Salazar will represent the transfer student community in the university’s political decision-making process.
“(It’s about) making sure transfer students become part of the fabric of UCLA, not an afterthought,” Salazar said.
Salazar has worked with the UCLA Center for Community College Partnerships as a transfer student recruiter, as well as with transfer student summer programs.
Salazar, who worked as a counselor in UCLA’s academic advancement program for 17 years and as a senior associate director at the Career Center for four years, also brings academic and counseling experience with her.
She added that her identity as a former transfer student motivates her to advocate for the transfer community.
“I felt a great sense of responsibility to my community, which led me to get involved in advocacy work to create community spaces and give transfer students a voice,” Salazar said.
Transfer students need support in non-academic areas of life, Salazar said. Transfer students of color and first-generation transfer students in particular may face impostor syndrome, she added. Salazar said she would work to build community in her role.

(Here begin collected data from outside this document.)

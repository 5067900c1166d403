//! Detection result assembly
//!
//! Pure aggregation: combines the collaborator outputs into one snapshot
//! and resolves the final query type. No I/O, no side effects beyond
//! logging and counters.

use serde::{Deserialize, Serialize};
use tracing::info;

use crate::attributes::NLClassifier;
use crate::classification::ClassificationType;
use crate::place::PlaceDetection;
use crate::resolver::resolve_query_type;
use crate::sv::SVDetection;

/// The complete understanding of one query: places, SV candidates, fired
/// classifiers, and the resolved query type.
///
/// Treated as an immutable snapshot once assembled; re-running
/// classification goes through [`Detection::reclassified`] and yields a new
/// instance.
#[derive(Debug, Clone, PartialEq, Serialize, Deserialize)]
pub struct Detection {
    pub original_query: String,

    /// The query after normalization (lowercasing, punctuation stripping).
    pub cleaned_query: String,

    pub places_detected: PlaceDetection,

    pub svs_detected: SVDetection,

    /// Every classifier that fired, in detector execution order.
    classifications: Vec<NLClassifier>,

    query_type: ClassificationType,
}

impl Detection {
    /// Assemble a detection result.
    ///
    /// The query type is resolved here; there is no half-built state with an
    /// unresolved type.
    pub fn new(
        original_query: impl Into<String>,
        cleaned_query: impl Into<String>,
        places_detected: PlaceDetection,
        svs_detected: SVDetection,
        classifications: Vec<NLClassifier>,
    ) -> Self {
        let original_query = original_query.into();
        let query_type = resolve_query_type(&classifications);

        info!(
            query = %original_query,
            query_type = %query_type,
            "Detection assembled"
        );

        Self {
            original_query,
            cleaned_query: cleaned_query.into(),
            places_detected,
            svs_detected,
            classifications,
            query_type,
        }
    }

    /// The resolved classification driving response construction.
    pub fn query_type(&self) -> ClassificationType {
        self.query_type
    }

    /// Every classifier that fired, in detector execution order.
    pub fn classifications(&self) -> &[NLClassifier] {
        &self.classifications
    }

    /// The classifier record for a given type, if one fired.
    pub fn classification(&self, kind: ClassificationType) -> Option<&NLClassifier> {
        self.classifications.iter().find(|c| c.kind() == kind)
    }

    /// A new snapshot with a replacement classifier list; the query type is
    /// re-resolved.
    pub fn reclassified(&self, classifications: Vec<NLClassifier>) -> Self {
        Self::new(
            self.original_query.clone(),
            self.cleaned_query.clone(),
            self.places_detected.clone(),
            self.svs_detected.clone(),
            classifications,
        )
    }
}

#[cfg(test)]
mod tests {
    use std::collections::{BTreeSet, HashMap};

    use super::*;
    use crate::attributes::{
        ClassificationAttributes, ContainedInAttributes, RankingAttributes,
    };
    use crate::classification::{ContainedInPlaceType, RankingType};
    use crate::place::Place;

    fn sample_places() -> PlaceDetection {
        PlaceDetection::new(
            "top 5 counties in california by income",
            "top 5 counties by income",
            vec!["geoId/06".to_string()],
            Place {
                dcid: "geoId/06".to_string(),
                name: "California".to_string(),
                place_type: "State".to_string(),
            },
            false,
            false,
        )
        .unwrap()
    }

    fn sample_svs() -> SVDetection {
        SVDetection::new(
            "top 5 counties by income",
            vec!["Median_Income_Household".to_string()],
            vec![0.87],
            HashMap::new(),
        )
        .unwrap()
    }

    fn ranking_classifier() -> NLClassifier {
        NLClassifier::new(
            ClassificationType::Ranking,
            vec![ClassificationAttributes::Ranking(RankingAttributes {
                ranking_type: BTreeSet::from([RankingType::High]),
                ranking_trigger_words: vec!["top".to_string()],
            })],
        )
        .unwrap()
    }

    fn contained_in_classifier() -> NLClassifier {
        NLClassifier::new(
            ClassificationType::ContainedIn,
            vec![ClassificationAttributes::ContainedIn(ContainedInAttributes {
                contained_in_place_type: ContainedInPlaceType::County,
            })],
        )
        .unwrap()
    }

    #[test]
    fn assembly_resolves_the_query_type() {
        let detection = Detection::new(
            "Top 5 counties in California by income",
            "top 5 counties in california by income",
            sample_places(),
            sample_svs(),
            vec![contained_in_classifier(), ranking_classifier()],
        );
        assert_eq!(detection.query_type(), ClassificationType::Ranking);
        assert_eq!(detection.classifications().len(), 2);
    }

    #[test]
    fn assembly_without_classifiers_resolves_to_unknown() {
        let detection = Detection::new(
            "gibberish",
            "gibberish",
            sample_places(),
            sample_svs(),
            vec![],
        );
        assert_eq!(detection.query_type(), ClassificationType::Unknown);
    }

    #[test]
    fn classification_lookup_finds_the_fired_record() {
        let detection = Detection::new(
            "Top 5 counties in California by income",
            "top 5 counties in california by income",
            sample_places(),
            sample_svs(),
            vec![contained_in_classifier(), ranking_classifier()],
        );

        let record = detection
            .classification(ClassificationType::ContainedIn)
            .unwrap();
        match record.primary_attributes().unwrap() {
            ClassificationAttributes::ContainedIn(attrs) => {
                assert_eq!(attrs.contained_in_place_type, ContainedInPlaceType::County);
            }
            other => panic!("unexpected attributes: {other:?}"),
        }

        assert!(detection.classification(ClassificationType::Event).is_none());
    }

    #[test]
    fn reclassification_produces_a_new_snapshot() {
        let detection = Detection::new(
            "Top 5 counties in California by income",
            "top 5 counties in california by income",
            sample_places(),
            sample_svs(),
            vec![ranking_classifier()],
        );
        assert_eq!(detection.query_type(), ClassificationType::Ranking);

        let retried = detection.reclassified(vec![contained_in_classifier()]);
        assert_eq!(retried.query_type(), ClassificationType::ContainedIn);

        // The original snapshot is untouched.
        assert_eq!(detection.query_type(), ClassificationType::Ranking);
    }

    #[test]
    fn detection_round_trips_through_json() {
        let detection = Detection::new(
            "Top 5 counties in California by income",
            "top 5 counties in california by income",
            sample_places(),
            sample_svs(),
            vec![contained_in_classifier(), ranking_classifier()],
        );

        let json = serde_json::to_string(&detection).unwrap();
        let parsed: Detection = serde_json::from_str(&json).unwrap();
        assert_eq!(parsed, detection);
        assert_eq!(parsed.query_type(), ClassificationType::Ranking);
    }
}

Zuleika Bravo, the transfer student representative for the Undergraduate Student Association Council, said Salazar’s longstanding involvement in the welfare of transfer students on campus will increase his credibility with transfer students.
“She was one of those students who helped create the transfer programs that we (still) enjoy,” Bravo said. “We are super excited to have her join our team.”
Bravo said she hopes Salazar can provide leadership to projects like the Transfer Success Team, an administrative group that provides a direct line of communication between transfer student advocacy groups and student affairs administrators. The Transfer Success team was put on hiatus after former TSC manager Heather Adams left her post in 2019, Bravo said.
Students and staff had to work to the limits of their abilities when the TSC operated without a director, Bravo said.
Paolo Velasco, director of the Bruin Resource Center, served as acting director of the TSC after Adams left. Velasco said hiring Salazar will lighten the workload for permanent TSC staffer Sarah Molitoris and other student staff.
“In 2017, when we first established the center, we had one full-time staff member, and now we have two,” Velasco said. “I think it’s fantastic.”
Velasco said the hiring of a permanent TSC director is a marker of progress for students transferring to UCLA.
He added that the next TSC director will need to address equity and inclusion issues arising from cases of violence against people of color and the effects of the COVID-19 pandemic.
“As we go back, there’s still so much uncertainty about what things will look like,” Velasco said. “Carina, like many other staff on campus, is going to have to create new ways of being.”
Salazar said she looks forward to working to raise student voices.
“I’m a counselor at heart,” Salazar said. “I want every student to feel seen, recognized and important, no matter how corny that sounds.”